[Collected data entries]
===============

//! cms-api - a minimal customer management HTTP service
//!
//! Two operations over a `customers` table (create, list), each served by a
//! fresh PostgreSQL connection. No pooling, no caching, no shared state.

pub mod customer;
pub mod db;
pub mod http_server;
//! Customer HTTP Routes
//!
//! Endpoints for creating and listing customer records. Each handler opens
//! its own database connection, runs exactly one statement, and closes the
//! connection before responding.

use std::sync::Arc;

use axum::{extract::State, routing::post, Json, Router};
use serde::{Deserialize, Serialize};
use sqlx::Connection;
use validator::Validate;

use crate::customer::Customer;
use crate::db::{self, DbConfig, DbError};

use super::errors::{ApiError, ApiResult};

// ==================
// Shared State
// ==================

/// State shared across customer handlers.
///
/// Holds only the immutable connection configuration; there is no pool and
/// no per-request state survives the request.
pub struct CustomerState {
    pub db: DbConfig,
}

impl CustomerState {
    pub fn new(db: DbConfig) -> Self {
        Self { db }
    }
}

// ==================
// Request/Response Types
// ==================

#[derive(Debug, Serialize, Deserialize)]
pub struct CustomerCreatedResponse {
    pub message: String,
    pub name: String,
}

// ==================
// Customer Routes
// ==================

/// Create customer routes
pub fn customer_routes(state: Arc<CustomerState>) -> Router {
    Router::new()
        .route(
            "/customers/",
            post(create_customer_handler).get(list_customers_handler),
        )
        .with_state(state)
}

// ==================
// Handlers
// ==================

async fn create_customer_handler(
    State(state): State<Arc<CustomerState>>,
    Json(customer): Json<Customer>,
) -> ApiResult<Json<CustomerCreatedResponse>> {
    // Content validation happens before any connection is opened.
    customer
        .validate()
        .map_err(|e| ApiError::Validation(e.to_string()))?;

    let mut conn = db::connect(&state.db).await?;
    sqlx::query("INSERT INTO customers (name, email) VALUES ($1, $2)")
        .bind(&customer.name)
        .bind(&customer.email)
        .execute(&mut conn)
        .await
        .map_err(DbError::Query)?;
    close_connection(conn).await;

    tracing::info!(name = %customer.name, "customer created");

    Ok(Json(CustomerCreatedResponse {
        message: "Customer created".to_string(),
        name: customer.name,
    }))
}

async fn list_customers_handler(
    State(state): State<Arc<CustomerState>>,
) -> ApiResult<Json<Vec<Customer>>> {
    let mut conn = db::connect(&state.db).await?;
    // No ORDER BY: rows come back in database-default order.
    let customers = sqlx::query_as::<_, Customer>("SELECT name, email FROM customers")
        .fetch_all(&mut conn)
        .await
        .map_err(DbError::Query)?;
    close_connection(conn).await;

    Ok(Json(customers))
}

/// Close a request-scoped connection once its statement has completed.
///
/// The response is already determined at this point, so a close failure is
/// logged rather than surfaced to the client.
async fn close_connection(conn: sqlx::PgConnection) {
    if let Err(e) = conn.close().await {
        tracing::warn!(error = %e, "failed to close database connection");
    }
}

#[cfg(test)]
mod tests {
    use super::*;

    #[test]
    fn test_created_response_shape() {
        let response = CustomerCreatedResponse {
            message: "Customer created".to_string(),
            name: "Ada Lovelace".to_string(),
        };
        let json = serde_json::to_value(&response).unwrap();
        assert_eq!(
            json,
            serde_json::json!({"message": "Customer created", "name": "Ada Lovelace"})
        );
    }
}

===============

● PROBLEM STATEMENT:
Check the entries above line by line and return each one containing the word "tracing".

● RESPONSE AREA:
    tracing::info!(name = %customer.name, "customer created");
        tracing::warn!(error = %e, "failed to close database connection");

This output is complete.